History
- Name: 1886–1919: TSS Cambridge; 1919–1922: TSS Gul Nehad; 1922–1937: TSS Gulnihal;
- Operator: 1886–1912: Great Eastern Railway; 1912–1919: Anglo-Ottoman Steamship Company; 1919–1922: Administration de Navire a Vapeur Ottomane, Galatea, Constantinople; 1922–1937: ?;
- Port of registry: United Kingdom
- Route: 1886–1912: Harwich to Rotterdam and Antwerp
- Builder: Earle's Shipbuilding, Hull
- Launched: 11 October 1886
- Out of service: 1937
- Fate: Scrapped 1937

General characteristics
- Tonnage: 1,194 gross register tons (GRT)
- Length: 280.5 feet (85.5 m)
- Beam: 31 feet (9.4 m)
- Depth: 15.2 feet (4.6 m)
- Speed: 14.5 knots

= SS Cambridge (1886) =

Great eastern Ocean liner during 1886

TSS Cambridge was a passenger vessel built for the Great Eastern Railway in 1886.

==History==

The ship was built by Earle's Shipbuilding in Hull for the Great Eastern Railway and launched on 11 October 1886. She was launched by the Mayor of Cambridge (Mr.
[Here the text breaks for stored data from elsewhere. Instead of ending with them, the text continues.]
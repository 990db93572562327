use async_trait::async_trait;
use thiserror::Error;

use crate::types::{
    ClassEdge, ClassRecord, EdgeLookup, EntityEdge, InstanceRecord, LiteralEdge,
    ModificationRecord, PropertyKind, PropertyRecord, TerminalRecord,
};

/// Storage backend failure surfaced through the store traits.
#[derive(Error, Debug)]
pub enum StoreError {
    /// Database error - wraps all SeaORM errors
    #[error(transparent)]
    Database(#[from] sea_orm::DbErr),

    /// Backend-agnostic failure (corrupt reference data, broken invariant)
    #[error("Store backend error: {0}")]
    Backend(String),
}

/// Edge-query and reference-data capability of the relational triple store.
///
/// Injected explicitly into the materializer, filter matcher and resource
/// service so each stays independently testable. Set queries must return
/// rows in a stable order for given parameters so that materializing the
/// same instance twice without intervening writes yields identical maps.
#[async_trait]
pub trait GraphStore: Send + Sync {
    // Reference data. Classes and properties are defined by the external
    // vocabulary loader through the two insert methods and are immutable
    // afterwards except for property-kind specialization.
    async fn class_by_name(&self, name: &str) -> Result<Option<ClassRecord>, StoreError>;
    async fn class_by_id(&self, id: i64) -> Result<Option<ClassRecord>, StoreError>;
    async fn property_by_name(&self, name: &str) -> Result<Option<PropertyRecord>, StoreError>;
    async fn property_by_id(&self, id: i64) -> Result<Option<PropertyRecord>, StoreError>;
    async fn insert_class(&self, name: &str) -> Result<i64, StoreError>;
    async fn insert_property(&self, name: &str, kind: PropertyKind) -> Result<i64, StoreError>;
    async fn specialize_property(&self, id: i64, kind: PropertyKind) -> Result<(), StoreError>;

    // Instances.
    async fn instance_by_id_and_class(
        &self,
        id: i64,
        class_id: i64,
    ) -> Result<Option<InstanceRecord>, StoreError>;
    async fn instance_exists(&self, id: i64) -> Result<bool, StoreError>;
    /// All instances of a class, in stable (insertion) order.
    async fn instances_of_class(&self, class_id: i64) -> Result<Vec<InstanceRecord>, StoreError>;
    /// Most recently inserted instance of a class, for singleton resources.
    async fn newest_instance_of_class(
        &self,
        class_id: i64,
    ) -> Result<Option<InstanceRecord>, StoreError>;
    /// Insert an instance; the store assigns the id unless one is given.
    async fn insert_instance(&self, id: Option<i64>, class_id: i64) -> Result<i64, StoreError>;
    async fn delete_instance(&self, id: i64) -> Result<(), StoreError>;

    // Terminals.
    async fn terminal_by_id(&self, id: i64) -> Result<Option<TerminalRecord>, StoreError>;
    async fn insert_terminal(&self, value: &str) -> Result<i64, StoreError>;

    // Edge set queries, one per edge kind, stable order per subject.
    async fn class_edges(&self, subject: i64) -> Result<Vec<ClassEdge>, StoreError>;
    async fn entity_edges(&self, subject: i64) -> Result<Vec<EntityEdge>, StoreError>;
    async fn literal_edges(&self, subject: i64) -> Result<Vec<LiteralEdge>, StoreError>;

    // Exactly-one edge lookups used by filter matching.
    async fn entity_edge_one(
        &self,
        subject: i64,
        predicate: i64,
    ) -> Result<EdgeLookup<EntityEdge>, StoreError>;
    async fn literal_edge_one(
        &self,
        subject: i64,
        predicate: i64,
    ) -> Result<EdgeLookup<LiteralEdge>, StoreError>;

    // Edge writes.
    async fn insert_class_edge(&self, edge: ClassEdge) -> Result<(), StoreError>;
    async fn insert_entity_edge(&self, edge: EntityEdge) -> Result<(), StoreError>;
    async fn insert_literal_edge(&self, edge: LiteralEdge) -> Result<(), StoreError>;
    /// Remove all edges of all three kinds whose subject is the given id.
    async fn delete_edges_of(&self, subject: i64) -> Result<(), StoreError>;
}

/// Append-only modification log ordered by monotonically increasing job id.
#[async_trait]
pub trait ModificationLog: Send + Sync {
    /// Append a record and commit it; returns the new job id.
    async fn append(&self, method: &str, resource_url: &str) -> Result<i64, StoreError>;
    /// Most recent record, `None` when the log is empty.
    async fn latest(&self) -> Result<Option<ModificationRecord>, StoreError>;
    /// All records strictly after the given job id, ascending. An unknown
    /// job id yields an empty list.
    async fn records_after(&self, job_id: i64) -> Result<Vec<ModificationRecord>, StoreError>;
    /// All records, ascending by job id.
    async fn all_records(&self) -> Result<Vec<ModificationRecord>, StoreError>;
}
W. B. Redfern), accompanied by the Deputy-Mayor (Mr. Alderman Deck).

She was placed on the Harwich to Hook of Holland route.

She was sold in 1912 to the Anglo-Ottoman Steamship Company. In 1919 she was acquired by the Administration de Navire a Vapeur Ottomane, Galatea, Constantinople and renamed Gul Nehad. She was sold again in 1922 and renamed Gulnihad. She was scrapped in 1937.